Produção fala sobre o sincretismo religioso presente na vida da cantora baiana

Por GaúchaZH

Candomblé e catolicismo, sexualidade e religião, sagrado e profano, festa e fé. Ao unir conceitos que parecem distantes, Maria Bethânia é mostrada como uma representação da diversidade cultural e religiosa do Brasil no documentário Fevereiros, que estreou quinta-feira (31). Adepta da umbanda, a cantora volta todos os anos à sua cidade natal, Santo Amaro (BA), no mês de fevereiro, para participar dos festejos de Nossa Senhora da Purificação, santa católica.

Para o músico, compositor e professor de literatura da USP José Miguel Wisnik, a cantora é um caldeirão que mistura elementos como arte, cultura popular, religião e sexualidade.

– São todas coisas que têm sido atacadas com virulência e violência na nossa sociedade, assim como as religiões afro-brasileiras – disse.

O comentário do músico foi feito no debate após sessão especial do filme, que teve um público de mais de 250 pessoas e foi promovida pela Folha de S.Paulo na segunda-feira (28). O documentário faz uma relação entre a participação de Bethânia no desfile da Mangueira no Carnaval carioca em 2016 e as comemorações da Nossa Senhora da Purificação. A mediação do debate foi feita pela jornalista da Folha de S.Paulo Teté Ribeiro.

 

Com o enredo Maria Bethânia: A Menina dos Olhos de Oyá, a Mangueira foi campeã do Carnaval carioca. Oyá, também conhecida como Iansã, é a orixá dos ventos no candomblé, à qual a artista é muito ligada.

Wisnik destacou também as raízes baianas do samba carioca e sua conexão com as religiões afro-brasileiras, ressaltando a ponte que a cantora faz entre candomblé e catolicismo, religião de sua mãe, a Dona Canô (1907-2012).

O diretor do documentário, Marcio Debellian, defendeu a convivência pacífica entre as religiões, que afirmou estar ameaçada hoje no país, e disse que Fevereiros pode chamar a atenção positivamente para esse aspecto:

– Essa mistura é o Brasil que a gente ama, que achava que estava garantido, mas não está. Cada um tem sua espiritualidade, o Estado não pode regimentar sobre isso.

Segundo o cineasta, o depoimento de Bethânia, que conduz a narrativa, foi a última sequência gravada para o filme, já depois das comemorações apresentadas no documentário. No longa, também há falas de Caetano Veloso e de Chico Buarque.

Para o historiador Luiz Antônio Simas, Bethânia representa socialmente um elemento forte dentro de uma rede de proteção social de religiões marginalizadas no país, especificamente as criadas por descendentes de escravos. Ele lembrou que a própria Mangueira surgiu dentro de terreiros de candomblé e umbanda.

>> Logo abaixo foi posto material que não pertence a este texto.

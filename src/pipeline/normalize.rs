use std::collections::HashMap;

use crate::models::{
    DocumentRecords, NormalizedClass, NormalizedGrade, NormalizedStudent, RawRecord,
    UNKNOWN_NAME_PREFIX,
};
use crate::parsers::{field_values, parse_age, parse_score};

const NAME_FIELDS: &[&str] = &["name", "student", "full name", "student name"];
const EMAIL_FIELDS: &[&str] = &["email", "e-mail"];
const AGE_FIELDS: &[&str] = &["age"];
const CLASS_FIELDS: &[&str] = &["classes", "class"];
const GRADE_FIELDS: &[&str] = &["grades", "grade", "scores", "score"];
const FEEDBACK_FIELDS: &[&str] = &["feedback", "comments", "comment"];

/// Turn one document's raw records into students, classes and grades with document-local ids.
///
/// Class names and grade values are paired by position, so a single grade next to
/// several classes belongs to the first class only. Classes without a parseable
/// paired score still count as enrollments but produce no grade.
pub fn normalize_records(source: &str, records: &[RawRecord]) -> DocumentRecords {
    let mut document = DocumentRecords {
        source: source.to_string(),
        ..Default::default()
    };
    let mut class_ids: HashMap<String, u32> = HashMap::new();

    for (index, record) in records.iter().enumerate() {
        let local_id = index as u32 + 1;

        let name = text_field(record, NAME_FIELDS)
            .unwrap_or_else(|| format!("{UNKNOWN_NAME_PREFIX}_{local_id}"));
        let email = text_field(record, EMAIL_FIELDS).unwrap_or_default();
        let age = parse_age(text_field(record, AGE_FIELDS).as_deref());
        let feedback = text_field(record, FEEDBACK_FIELDS);

        let class_names = source_values(record, CLASS_FIELDS, &["class"]);
        let grade_values = source_values(record, GRADE_FIELDS, &["grade", "score"]);

        let mut enrolled: Vec<String> = Vec::new();
        for (position, title) in class_names.iter().enumerate() {
            let class_local_id = match class_ids.get(title) {
                Some(id) => *id,
                None => {
                    let id = document.classes.len() as u32 + 1;
                    class_ids.insert(title.clone(), id);
                    document.classes.push(NormalizedClass {
                        local_id: id,
                        title: title.clone(),
                    });
                    id
                }
            };

            if !enrolled.contains(title) {
                enrolled.push(title.clone());
            }

            let score = parse_score(grade_values.get(position).map(String::as_str));
            if score.is_some() {
                document.grades.push(NormalizedGrade {
                    student_local_id: local_id,
                    class_local_id,
                    score,
                    feedback: feedback.clone(),
                });
            }
        }

        document.students.push(NormalizedStudent {
            local_id,
            name,
            email,
            age,
            enrolled_class_titles: enrolled,
        });
    }

    document
}

/// Values of the first exact field present, else of every field whose name contains a needle.
fn source_values(record: &RawRecord, exact: &[&str], needles: &[&str]) -> Vec<String> {
    match record.first_of(exact) {
        Some(value) => field_values(Some(value)),
        None => record
            .all_containing(needles)
            .into_iter()
            .flat_map(|value| field_values(Some(value)))
            .collect(),
    }
}

fn text_field(record: &RawRecord, names: &[&str]) -> Option<String> {
    record
        .first_of(names)
        .and_then(|value| value.as_text())
        .map(|text| text.trim().to_string())
        .filter(|text| !text.is_empty())
}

Terreiros que não têm espaços definidos, mas se constroem a partir dos rituais que são praticados sobre eles, explicou o historiador. “A Marquês de Sapucaí geralmente é inóspita, mas quando vem o Carnaval, a escola de samba, o cavaco, alguém que cospe uma cachaça para pedir licença e entrar ali, você transforma o território em terreiro.”

De acordo com Simas, o filme consegue mostrar a forma como a cantora “sacraliza o profano e profana o sagrado”, fazendo unir realidades que parecem distantes.

– Lembrei de um samba do Zé Ramos, compositor fundador da Mangueira, que diz: “O que a mangueira tem/ Mocidade, samba e harmonia/ Nossas baianas com seus colares e guias/ Até parece que eu estou na Bahia”. O que é fascinante no filme é que já não se sabe mais o que é Mangueira e o que é Bahia, como as duas coisas se encontram. É um espaço em que o Brasil consegue constituir formas originais e muito potentes de inventar a vida.